The addition of Jet Express ferry service between Kelleys and South Bass (800/245-1JET, www.jet-express.com) has made it easy for visitors to enjoy attractions on both islands. Repeat visitors who have already seen Perry’s Victory and International Peace Memorial, the glacial grooves and Inscription Rock or had their fill of swimming, sunning, boating, fishing, hiking and biking, still have plenty to discover.
Island FareWhen it comes to food, visitors will find a surprising array of options. For example, a new prime-rib sandwich topped with grilled onions, mushrooms and mozzarella cheese is quickly becoming a signature item at The Kelleys Island Brewery (504 W. Lakeshore Dr., Kelleys Island 43438, 419/746-2314,
www.kelleysislandbrewpub.com). But the brewpub also offers meatless alternatives such as roasted red pepper hummus and a vegetarian spring roll that looks more like a dumpling. An annual Oktoberfest buffet includes wiener schnitzel, handmade sauerkraut balls and halushka, a Polish dish that consists of red cabbage on bratwurst and egg noodles.

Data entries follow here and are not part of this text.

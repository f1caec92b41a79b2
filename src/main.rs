//! This crate contains the source code for the binary for the game mazerunner.

#![expect(
    clippy::cargo_common_metadata,
    reason = "Temporary allow during development."
)]
#![expect(
    unused_crate_dependencies,
    reason = "The dependencies are used in the library crate."
)]

use clap::Parser as _;
use color_eyre::{eyre::Result, install};
use mazerunner::{
    config::{Cli, Config},
    logging,
    persistence::FileStore,
    App,
};

fn main() -> Result<()> {
    install()?;

    let config = Config::try_from(Cli::parse())?;
    let store = FileStore::new(&config.data_dir)?;
    let _guard = logging::init(&config.data_dir)?;
    let bindings = store.load_key_bindings();

    let mut terminal = ratatui::init();
    let result = App::new(config, Box::new(store), bindings).run(&mut terminal);
    ratatui::restore();

    result
}
//! Per-weight sibling-block bookkeeping for the adaptive Huffman tree.
//!
//! A *block* is the set of tree nodes sharing one weight. The update
//! algorithm repeatedly needs the block *leader* (the member with the
//! largest id), so each block keeps its members in a max-heap keyed by id,
//! with a position map for O(log n) removal of arbitrary members. Node ids
//! change when the tree swaps nodes; the affected block is restored with a
//! full reheapify, which is cheap because blocks are touched a constant
//! number of times per update step.

use std::collections::HashMap;

use ahash::RandomState;

use crate::adaptive::Node;

/// Blocks whose single member drains at or below this weight keep their
/// empty heap allocated; hot small-weight blocks refill immediately.
const RETAIN_WEIGHT: u64 = 1000;

/// Max-heap of arena indices ordered by node id.
struct IdHeap {
    heap: Vec<usize>,
    pos: HashMap<usize, usize, RandomState>,
}

impl IdHeap {
    fn new() -> Self {
        Self {
            heap: Vec::new(),
            pos: HashMap::with_hasher(RandomState::new()),
        }
    }

    fn len(&self) -> usize {
        self.heap.len()
    }

    fn top(&self) -> usize {
        self.heap[0]
    }

    fn contains(&self, node: usize) -> bool {
        self.pos.contains_key(&node)
    }

    fn insert(&mut self, nodes: &[Node], node: usize) {
        self.heap.push(node);
        let idx = self.heap.len() - 1;
        self.pos.insert(node, idx);
        self.sift_up(nodes, idx);
    }

    fn remove(&mut self, nodes: &[Node], node: usize) {
        let idx = self.pos[&node];
        let last = self.heap.len() - 1;

        self.heap.swap(idx, last);
        self.pos.insert(self.heap[idx], idx);
        self.heap.pop();
        self.pos.remove(&node);

        if idx < self.heap.len() {
            self.sift_up(nodes, idx);
            self.sift_down(nodes, idx);
        }
    }

    fn reheapify(&mut self, nodes: &[Node]) {
        for idx in (0..self.heap.len() / 2).rev() {
            self.sift_down(nodes, idx);
        }
    }

    fn clear(&mut self) {
        self.heap.clear();
        self.pos.clear();
    }

    fn sift_up(&mut self, nodes: &[Node], mut idx: usize) {
        while idx > 0 {
            let parent = (idx - 1) / 2;
            if nodes[self.heap[idx]].id <= nodes[self.heap[parent]].id {
                break;
            }
            self.swap_slots(idx, parent);
            idx = parent;
        }
    }

    fn sift_down(&mut self, nodes: &[Node], mut idx: usize) {
        loop {
            let left = idx * 2 + 1;
            if left >= self.heap.len() {
                break;
            }
            let right = left + 1;
            let mut largest = left;
            if right < self.heap.len() && nodes[self.heap[right]].id > nodes[self.heap[left]].id {
                largest = right;
            }
            if nodes[self.heap[largest]].id <= nodes[self.heap[idx]].id {
                break;
            }
            self.swap_slots(idx, largest);
            idx = largest;
        }
    }

    fn swap_slots(&mut self, a: usize, b: usize) {
        self.heap.swap(a, b);
        self.pos.insert(self.heap[a], a);
        self.pos.insert(self.heap[b], b);
    }
}

/// The weight -> block mapping.
pub(crate) struct BlockIndex {
    blocks: HashMap<u64, IdHeap, RandomState>,
}

impl BlockIndex {
    pub(crate) fn new() -> Self {
        Self {
            blocks: HashMap::with_hasher(RandomState::new()),
        }
    }

    /// Insert `node` into the block of its current weight.
    pub(crate) fn insert(&mut self, nodes: &[Node], node: usize) {
        let block = self.blocks.entry(nodes[node].weight).or_insert_with(IdHeap::new);
        debug_assert!(!block.contains(node));
        block.insert(nodes, node);
    }

    /// The leader (largest id) of `node`'s block.
    pub(crate) fn leader(&self, nodes: &[Node], node: usize) -> usize {
        let block = &self.blocks[&nodes[node].weight];
        debug_assert!(nodes[block.top()].id >= nodes[node].id);
        block.top()
    }

    /// Restore heap order in `node`'s block after an id exchange.
    pub(crate) fn reheapify(&mut self, nodes: &[Node], node: usize) {
        if let Some(block) = self.blocks.get_mut(&nodes[node].weight) {
            block.reheapify(nodes);
        }
    }

    /// Remove `node` from the block of its current weight, retaining the
    /// emptied heap for small weights.
    pub(crate) fn remove(&mut self, nodes: &[Node], node: usize) {
        let weight = nodes[node].weight;
        let Some(block) = self.blocks.get_mut(&weight) else {
            debug_assert!(false, "removal from a missing block");
            return;
        };
        debug_assert!(block.contains(node));

        if block.len() == 1 {
            if weight < RETAIN_WEIGHT {
                block.clear();
            } else {
                self.blocks.remove(&weight);
            }
        } else {
            block.remove(nodes, node);
        }
    }
}

#[cfg(test)]
mod tests {
    use super::*;

    fn leaf(id: u128, weight: u64) -> Node {
        Node {
            id,
            weight,
            tag: None,
            parent: None,
            left: None,
            right: None,
        }
    }

    #[test]
    fn leader_is_largest_id_in_block() {
        let nodes = vec![leaf(3, 1), leaf(9, 1), leaf(5, 1), leaf(12, 2)];
        let mut blocks = BlockIndex::new();
        for i in 0..nodes.len() {
            blocks.insert(&nodes, i);
        }

        assert_eq!(blocks.leader(&nodes, 0), 1); // id 9 leads weight 1
        assert_eq!(blocks.leader(&nodes, 3), 3); // alone in weight 2
    }

    #[test]
    fn removal_keeps_leader_correct() {
        let nodes = vec![leaf(3, 1), leaf(9, 1), leaf(5, 1), leaf(7, 1)];
        let mut blocks = BlockIndex::new();
        for i in 0..nodes.len() {
            blocks.insert(&nodes, i);
        }

        blocks.remove(&nodes, 1);
        assert_eq!(blocks.leader(&nodes, 0), 3); // id 7 leads now
        blocks.remove(&nodes, 3);
        assert_eq!(blocks.leader(&nodes, 0), 2); // id 5
    }

    #[test]
    fn reheapify_recovers_from_id_exchange() {
        let mut nodes = vec![leaf(3, 1), leaf(9, 1), leaf(5, 1)];
        let mut blocks = BlockIndex::new();
        for i in 0..nodes.len() {
            blocks.insert(&nodes, i);
        }

        // Swap ids of nodes 1 and 0 behind the heap's back, then reheapify.
        nodes[1].id = 3;
        nodes[0].id = 9;
        blocks.reheapify(&nodes, 0);

        assert_eq!(blocks.leader(&nodes, 2), 0);
    }
}
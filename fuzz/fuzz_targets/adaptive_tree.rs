#![no_main]
use entrolab::adaptive::{AdaptiveHuffman, LeaderSearch};
use libfuzzer_sys::fuzz_target;

fuzz_target!(|data: Vec<u8>| {
    if data.is_empty() || data.len() > 4096 {
        return;
    }

    let mut indexed = AdaptiveHuffman::with_lookup(256, LeaderSearch::Blocks);
    let mut scanned = AdaptiveHuffman::with_lookup(256, LeaderSearch::TreeScan);

    for &byte in &data {
        indexed.push(u128::from(byte));
        scanned.update(u128::from(byte));

        assert!(indexed.sibling_property_holds());
    }

    assert_eq!(indexed.dump_tree(), scanned.dump_tree());
    assert_eq!(indexed.leaf_weight_sum(), data.len() as u64);
});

On South Bass Island, a takeout institution known as The Boardwalk (341 Bayview Ave., Put-in-Bay 43456, 419/285-3695,
www.the-boardwalk.com) is famous for its lobster bisque. A couple of years ago, father-and-son owners Marv and Eric Booker added the enclosed Upper Deck on top of the original building so diners can enjoy their live Maine lobster, Alaskan king crab and Lake Erie perch and walleye in a more refined environment. “We don’t have white tablecloths,” Eric Booker says. “But we do china and glassware up there. It’s a beautiful, elegant setting.” This month the Bookers plan to open a yet-to-be-named Irish pub at 421 Catawba Ave. that offers traditional fare, such as fish and chips and shepherd’s pie.

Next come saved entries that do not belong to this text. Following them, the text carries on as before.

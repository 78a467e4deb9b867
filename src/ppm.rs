//! Prediction by Partial Matching contexts.
//!
//! ## Intuition First
//!
//! A PPM model asks "given the last N symbols, what usually follows?" and
//! keeps a separate frequency table (a *context*) for every prefix it has
//! seen. Prediction starts at the longest context; if that context has
//! never seen the symbol, the model emits an *escape* bound and retries one
//! order lower, down to the order-0 context and finally a uniform split of
//! the whole alphabet. The escape probability itself must be estimated,
//! and methods A, B, and C below differ exactly there.
//!
//! With *exclusion*, symbols ruled out by a higher-order escape are removed
//! from the probability mass at lower orders, sharpening every subsequent
//! bound.
//!
//! ## References
//!
//! - Cleary, J. and Witten, I. (1984). "Data compression using adaptive
//!   coding and partial string matching."
//! - Moffat, A. (1990). "Implementing the PPM data compression scheme."

use std::collections::{HashMap, HashSet};

use ahash::RandomState;

use crate::model::{Bound, ProbabilityModel};
use crate::stream::Symbol;

/// Escape-probability estimation discipline applied on every context update.
#[derive(Clone, Copy, Debug, PartialEq, Eq)]
pub enum EscapeMethod {
    /// No escapes; plain counting. Used for fixed order-0 distributions.
    None,
    /// PPMA: one escape count as soon as the context is nonempty.
    A,
    /// PPMB: escape count = symbols seen so far; a first-seen symbol is
    /// indexed with zero mass and only gains mass on repeats. (This keeps
    /// the historical behavior of this lab rather than Moffat's canonical
    /// PPMB, which discounts repeats instead.)
    B,
    /// PPMC: escape count = distinct symbols; a new symbol starts at mass 1.
    C,
}

/// Per-prefix symbol statistics: a dense-index map, a cumulative count
/// vector with `cum[0] = 0`, and the escape count for the chosen method.
pub struct PpmContext {
    index: HashMap<Symbol, usize, RandomState>,
    cum: Vec<u64>,
    esc: u64,
    method: EscapeMethod,
}

impl PpmContext {
    /// Create an empty context using the given escape method.
    pub fn new(method: EscapeMethod) -> Self {
        Self {
            index: HashMap::with_capacity_and_hasher(64, RandomState::new()),
            cum: vec![0],
            esc: 0,
            method,
        }
    }

    /// Whether `symbol` has been indexed in this context.
    pub fn contains(&self, symbol: Symbol) -> bool {
        self.index.contains_key(&symbol)
    }

    /// Total probability mass: data counts plus the escape count.
    pub fn total(&self) -> u64 {
        self.cum[self.cum.len() - 1] + self.esc
    }

    /// The current escape count.
    pub fn escape_count(&self) -> u64 {
        self.esc
    }

    /// The data mass of `symbol` within this context (0 if unindexed).
    pub fn mass_of(&self, symbol: Symbol) -> u64 {
        match self.index.get(&symbol) {
            Some(&i) => self.cum[i] - self.cum[i - 1],
            None => 0,
        }
    }

    /// Number of distinct symbols indexed.
    pub fn distinct(&self) -> usize {
        self.index.len()
    }

    /// The probability bound of `symbol`. The symbol must be indexed.
    pub fn bound(&self, symbol: Symbol) -> Bound {
        let total = self.total() as f64;
        let i = self.index[&symbol];

        Bound {
            lower: self.cum[i - 1] as f64 / total,
            upper: self.cum[i] as f64 / total,
        }
    }

    /// The probability bound of `symbol` with the masses of `excluded`
    /// symbols removed from the normalization and from the cumulative
    /// segment below the symbol. The symbol itself is never excluded.
    pub fn bound_excluding(&self, symbol: Symbol, excluded: &HashSet<Symbol, RandomState>) -> Bound {
        let i = self.index[&symbol];
        let mut below = 0u64;
        let mut total_excluded = 0u64;

        for &other in excluded {
            if other == symbol {
                continue;
            }
            if let Some(&j) = self.index.get(&other) {
                let mass = self.cum[j] - self.cum[j - 1];
                total_excluded += mass;
                if j < i {
                    below += mass;
                }
            }
        }

        let total = (self.total() - total_excluded) as f64;
        Bound {
            lower: (self.cum[i - 1] - below) as f64 / total,
            upper: (self.cum[i] - below) as f64 / total,
        }
    }

    /// The escape bound: everything above the data mass, up to 1.
    pub fn esc_bound(&self) -> Bound {
        let total = self.total() as f64;
        Bound {
            lower: self.cum[self.cum.len() - 1] as f64 / total,
            upper: 1.0,
        }
    }

    /// The escape bound with excluded in-context masses removed from both
    /// the data segment and the normalization.
    pub fn esc_bound_excluding(&self, excluded: &HashSet<Symbol, RandomState>) -> Bound {
        let excluded_mass: u64 = excluded.iter().map(|&s| self.mass_of(s)).sum();
        let total = (self.total() - excluded_mass) as f64;

        Bound {
            lower: (self.cum[self.cum.len() - 1] - excluded_mass) as f64 / total,
            upper: 1.0,
        }
    }

    /// All symbols indexed in this context.
    pub fn symbols(&self) -> impl Iterator<Item = Symbol> + '_ {
        self.index.keys().copied()
    }

    /// Apply one observation of `symbol` under the context's escape method.
    pub fn update(&mut self, symbol: Symbol) {
        let seen = self.contains(symbol);

        if !seen {
            match self.method {
                EscapeMethod::None => {}
                EscapeMethod::A => {
                    if self.esc == 0 {
                        self.esc = 1;
                    }
                }
                EscapeMethod::B | EscapeMethod::C => self.esc += 1,
            }

            self.index.insert(symbol, self.cum.len());
            let top = self.cum[self.cum.len() - 1];
            self.cum.push(top);

            // PPMB defers the first unit of mass to the first repeat.
            if self.method == EscapeMethod::B {
                return;
            }
        }

        for i in self.index[&symbol]..self.cum.len() {
            self.cum[i] += 1;
        }
    }
}

/// An order-N PPM model over prefix-keyed contexts.
pub struct PpmModel {
    contexts: HashMap<Vec<Symbol>, PpmContext, RandomState>,
    nsymbols: u128,
    method: EscapeMethod,
    exclusion: bool,
}

impl PpmModel {
    /// Create a model for an alphabet of `nsymbols`. The model's order is
    /// set by the window length it is fed, not fixed at construction.
    pub fn new(nsymbols: u128, method: EscapeMethod, exclusion: bool) -> Self {
        Self::with_capacity(nsymbols, method, exclusion, 1 << 16)
    }

    /// Create a model with a pre-sizing hint for the context table.
    pub fn with_capacity(
        nsymbols: u128,
        method: EscapeMethod,
        exclusion: bool,
        capacity: usize,
    ) -> Self {
        Self {
            contexts: HashMap::with_capacity_and_hasher(capacity, RandomState::new()),
            nsymbols,
            method,
            exclusion,
        }
    }

    /// Number of live contexts (all orders pooled).
    pub fn context_count(&self) -> usize {
        self.contexts.len()
    }

    /// The context stored for `prefix`, if any.
    pub fn context(&self, prefix: &[Symbol]) -> Option<&PpmContext> {
        self.contexts.get(prefix)
    }
}

impl ProbabilityModel for PpmModel {
    fn nsymbols(&self) -> u128 {
        self.nsymbols
    }

    /// Descend from the highest order the window supports down to order 0,
    /// emitting the symbol's bound where a context knows it and escape
    /// bounds where one does not, then fall back to an equiprobable split
    /// of the full alphabet.
    fn bounds(&self, window: &[Symbol]) -> Vec<Bound> {
        let symbol = window[window.len() - 1];
        let mut out = Vec::new();
        let mut excluded: HashSet<Symbol, RandomState> = HashSet::with_hasher(RandomState::new());

        for order in (0..window.len()).rev() {
            let prefix = &window[window.len() - 1 - order..window.len() - 1];
            let Some(context) = self.contexts.get(prefix) else {
                continue;
            };

            if context.contains(symbol) {
                let bound = if self.exclusion {
                    context.bound_excluding(symbol, &excluded)
                } else {
                    context.bound(symbol)
                };

                // A zero-mass hit (PPMB's deferred first unit) collapses
                // the interval; escape past it instead.
                if self.method == EscapeMethod::B && bound.lower == bound.upper {
                    out.push(if self.exclusion {
                        context.esc_bound_excluding(&excluded)
                    } else {
                        context.esc_bound()
                    });
                } else {
                    out.push(bound);
                    return out;
                }
            } else {
                log::trace!("ppm: escape at order {order}");
                out.push(if self.exclusion {
                    context.esc_bound_excluding(&excluded)
                } else {
                    context.esc_bound()
                });
            }

            if self.exclusion {
                excluded.extend(context.symbols());
            }
        }

        let n = self.nsymbols as f64;
        out.push(Bound {
            lower: symbol as f64 / n,
            upper: (symbol as f64 + 1.0) / n,
        });
        out
    }

    /// Update the context at every suffix of the window's prefix, order 0
    /// up to the full prefix, with the observed symbol.
    fn update(&mut self, window: &[Symbol]) {
        let symbol = window[window.len() - 1];

        for order in 0..window.len() {
            let prefix = &window[window.len() - 1 - order..window.len() - 1];
            self.contexts
                .entry(prefix.to_vec())
                .or_insert_with(|| PpmContext::new(self.method))
                .update(symbol);
        }
    }
}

Across the harbor from The Boardwalk is Axel & Harry’s Waterfront Grille (227 Bayview Ave., Put-in-Bay 43456, 419/285-2572,
www.axelandharrys.com), an upscale lakefront eatery with windows framing views of Perry’s monument and a menu heavy on prime beef and seafood. According to owner Bill Blumensaadt, the chef grills scallops, crab cakes and lollipop lamb chops, as well as steak, shrimp and chicken skewers, all for sale by the piece on the patio shared with the High Tide Waterfront Bar from mid-afternoon to sundown. It’s the last stop before catching a ferry back to the mainland for many visitors. And as they sit down to dinner in the restaurant or bar, Blumensaadt hears the same comment over and over again: “I can’t believe that this is Ohio!”